#### Work to be completed
State only how many lines of the records contain the string "http".

Data extracted from a collection:
//! Errors - エラー型と分類
//!
//! - `EngineError`: 設定ミスなど、`work()` 自体が失敗するエラー
//! - `LoaderError`: DataLoader / ProgressLoader 実装のエラー
//! - `HandlerError`: `handle` が返すエラー（リトライはしない）

use thiserror::Error;

/// ErrorKind は handler エラーの分類
///
/// engine はリトライしないので、分類はログと呼び出し側の判断材料にのみ使う。
#[derive(Debug, Clone, Copy, PartialEq, Eq)]
pub enum ErrorKind {
    Transient,
    Permanent,
}

/// Error returned by `TaskHandler::handle`.
#[derive(Debug, Error)]
#[error("handler error (kind: {kind:?}): {message}")]
pub struct HandlerError {
    kind: ErrorKind,
    message: String,
    #[source]
    source: Option<Box<dyn std::error::Error + Send + Sync>>,
}

impl HandlerError {
    pub fn new(message: impl Into<String>) -> Self {
        Self {
            kind: ErrorKind::Transient,
            message: message.into(),
            source: None,
        }
    }

    pub fn permanent(message: impl Into<String>) -> Self {
        Self {
            kind: ErrorKind::Permanent,
            ..Self::new(message)
        }
    }

    pub fn with_source(mut self, source: impl std::error::Error + Send + Sync + 'static) -> Self {
        self.source = Some(Box::new(source));
        self
    }

    pub fn kind(&self) -> ErrorKind {
        self.kind
    }

    pub fn message(&self) -> &str {
        &self.message
    }
}

/// Errors raised by loader implementations.
#[derive(Debug, Error)]
pub enum LoaderError {
    #[error("loader io error: {0}")]
    Io(#[from] std::io::Error),

    #[error("loader json error: {0}")]
    Json(#[from] serde_json::Error),

    #[error("loader format error: {0}")]
    Format(String),
}

/// Errors that stop `work()` or engine construction.
#[derive(Debug, Error)]
pub enum EngineError {
    #[error("task handler must be set before work()")]
    MissingHandler,

    #[error("data loader must be set before work()")]
    MissingLoader,

    #[error("data loader has no items")]
    EmptyLoader,

    #[error("worker count must be positive")]
    InvalidWorkerCount,

    #[error("report interval must be a positive number of seconds, got {0}")]
    InvalidInterval(f64),

    #[error("invalid report template: {0}")]
    InvalidTemplate(String),

    #[error("failed to install signal handler: {0}")]
    SignalInstall(#[source] std::io::Error),

    #[error("invalid configuration: {0}")]
    Config(String),
}

impl EngineError {
    /// Configuration errors are reported before any dispatch begins.
    pub fn is_configuration(&self) -> bool {
        !matches!(self, EngineError::SignalInstall(_))
    }
}

#[cfg(test)]
mod tests {
    use super::*;
    use std::error::Error as _;

    #[test]
    fn handler_error_defaults_to_transient() {
        let err = HandlerError::new("timeout");
        assert_eq!(err.kind(), ErrorKind::Transient);
        assert_eq!(err.message(), "timeout");
        assert!(err.to_string().contains("Transient"));
    }

    #[test]
    fn handler_error_keeps_source() {
        let io = std::io::Error::new(std::io::ErrorKind::NotFound, "gone");
        let err = HandlerError::permanent("fetch failed").with_source(io);
        assert_eq!(err.kind(), ErrorKind::Permanent);
        assert!(err.source().is_some());
    }

    #[test]
    fn signal_install_is_not_a_configuration_error() {
        assert!(EngineError::EmptyLoader.is_configuration());
        let io = std::io::Error::other("no signals");
        assert!(!EngineError::SignalInstall(io).is_configuration());
    }
}
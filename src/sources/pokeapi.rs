//! PokeAPI structured data source
//!
//! [`PokeApiClient`] is a thin `getEntity`-style wrapper over the REST API;
//! [`PokeApiSource`] maps the responses into per-facet payloads. The mapping
//! functions are pure so they can be tested against canned JSON.

use super::http::{self, FetchError};
use super::{EvidenceSource, FetchResult, SourcePriority};
use crate::types::{EvidenceBundle, FailureKind, Facet, ResearchIntent, SourceFailure};
use async_trait::async_trait;
use chrono::Utc;
use reqwest::Client;
use serde_json::{json, Value};
use std::collections::BTreeMap;
use std::time::Duration;

pub type Payload = BTreeMap<String, Value>;

/// Encounter areas kept per subject
const MAX_AREAS: usize = 10;

#[derive(Clone)]
pub struct PokeApiClient {
    http: Client,
    base_url: String,
}

impl PokeApiClient {
    pub fn new(http: Client, base_url: impl Into<String>) -> Self {
        let base_url = base_url.into().trim_end_matches('/').to_string();
        Self { http, base_url }
    }

    pub fn base_url(&self) -> &str {
        &self.base_url
    }

    /// Fetch `/{kind}/{name}`, e.g. `pokemon/pikachu` or `type/bug`
    pub async fn get_entity(&self, kind: &str, name: &str, timeout: Duration) -> Result<Value, FetchError> {
        let url = format!("{}/{}/{}", self.base_url, kind, name);
        self.get_url(&url, timeout).await
    }

    /// Follow an absolute resource URL returned by a previous response
    pub async fn get_url(&self, url: &str, timeout: Duration) -> Result<Value, FetchError> {
        tracing::debug!(url = %url, "PokeAPI request");
        http::get_json(&self.http, url, timeout).await
    }
}

/// PokeAPI resource name for a subject ("Mr. Mime" -> "mr-mime")
pub fn api_name(subject: &str) -> String {
    subject
        .trim()
        .to_lowercase()
        .chars()
        .filter(|c| !matches!(c, '.' | '\'' | '’'))
        .map(|c| if c.is_whitespace() || c == '_' { '-' } else { c })
        .collect()
}

pub struct PokeApiSource {
    id: String,
    client: PokeApiClient,
    trust: f64,
    member_limit: usize,
}

impl PokeApiSource {
    pub fn new(id: impl Into<String>, client: PokeApiClient, trust: f64) -> Self {
        Self {
            id: id.into(),
            client,
            trust,
            member_limit: 10,
        }
    }

    /// Cap on members listed for a type search
    pub fn with_member_limit(mut self, member_limit: usize) -> Self {
        self.member_limit = member_limit;
        self
    }

    async fn fetch_payload(
        &self,
        intent: &ResearchIntent,
        facet: Facet,
        timeout: Duration,
    ) -> Result<Payload, FetchError> {
        if let Some(type_name) = intent.type_search() {
            if facet != Facet::Typing {
                return Err(FetchError::new(
                    FailureKind::NotFound,
                    format!("type searches only cover typing, not {}", facet),
                ));
            }
            let data = self.client.get_entity("type", type_name, timeout).await?;
            return Ok(map_type(&data, self.member_limit));
        }

        let name = api_name(intent.subject());
        match facet {
            Facet::Typing => {
                let data = self.client.get_entity("pokemon", &name, timeout).await?;
                Ok(map_typing(&data))
            }
            Facet::Stats => {
                let data = self.client.get_entity("pokemon", &name, timeout).await?;
                Ok(map_stats(&data))
            }
            Facet::Lore => {
                let species = self.client.get_entity("pokemon-species", &name, timeout).await?;
                Ok(map_lore(&species))
            }
            Facet::Evolution => {
                let species = self.client.get_entity("pokemon-species", &name, timeout).await?;
                let chain_url = species
                    .pointer("/evolution_chain/url")
                    .and_then(Value::as_str)
                    .ok_or_else(|| FetchError::parse("species has no evolution chain"))?;
                let chain = self.client.get_url(chain_url, timeout).await?;
                Ok(map_evolution(&species, &chain, &name))
            }
            Facet::Location => {
                let path = format!("{}/encounters", name);
                let data = self.client.get_entity("pokemon", &path, timeout).await?;
                Ok(map_encounters(&data))
            }
            Facet::CompetitiveUse => Err(FetchError::new(
                FailureKind::NotFound,
                "no competitive data in PokeAPI",
            )),
        }
    }
}

#[async_trait]
impl EvidenceSource for PokeApiSource {
    fn id(&self) -> &str {
        &self.id
    }

    fn trust(&self) -> f64 {
        self.trust
    }

    fn priority(&self) -> SourcePriority {
        SourcePriority::Structured
    }

    fn supports(&self, facet: Facet) -> bool {
        facet != Facet::CompetitiveUse
    }

    async fn fetch(&self, intent: &ResearchIntent, facet: Facet, timeout: Duration) -> FetchResult {
        let result = tokio::time::timeout(timeout, self.fetch_payload(intent, facet, timeout)).await;

        let payload = match result {
            Ok(Ok(payload)) => payload,
            Ok(Err(err)) => return Err(err.into_failure(&self.id)),
            Err(_) => {
                return Err(SourceFailure::timeout(
                    &self.id,
                    format!("no response within {}ms", timeout.as_millis()),
                ))
            }
        };

        if payload.is_empty() {
            return Err(SourceFailure::new(
                &self.id,
                FailureKind::ParseError,
                format!("no {} fields in response for {}", facet, intent.subject()),
            ));
        }

        Ok(EvidenceBundle {
            source_id: self.id.clone(),
            subject: intent.subject().to_string(),
            facet,
            payload,
            fetched_at: Utc::now(),
            trust: self.trust,
        })
    }
}

// ============= Response Mapping =============

fn names_at(data: &Value, list: &str, inner: &str) -> Vec<Value> {
    data.get(list)
        .and_then(Value::as_array)
        .map(|items| {
            items
                .iter()
                .filter_map(|item| item.get(inner)?.get("name")?.as_str())
                .map(|name| Value::String(name.to_string()))
                .collect()
        })
        .unwrap_or_default()
}

fn english_entry<'a>(entries: Option<&'a Value>, field: &str) -> Option<&'a str> {
    entries?
        .as_array()?
        .iter()
        .find(|entry| entry.pointer("/language/name").and_then(Value::as_str) == Some("en"))?
        .get(field)?
        .as_str()
}

fn collapse_whitespace(text: &str) -> String {
    text.split_whitespace().collect::<Vec<_>>().join(" ")
}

#### Final answer
5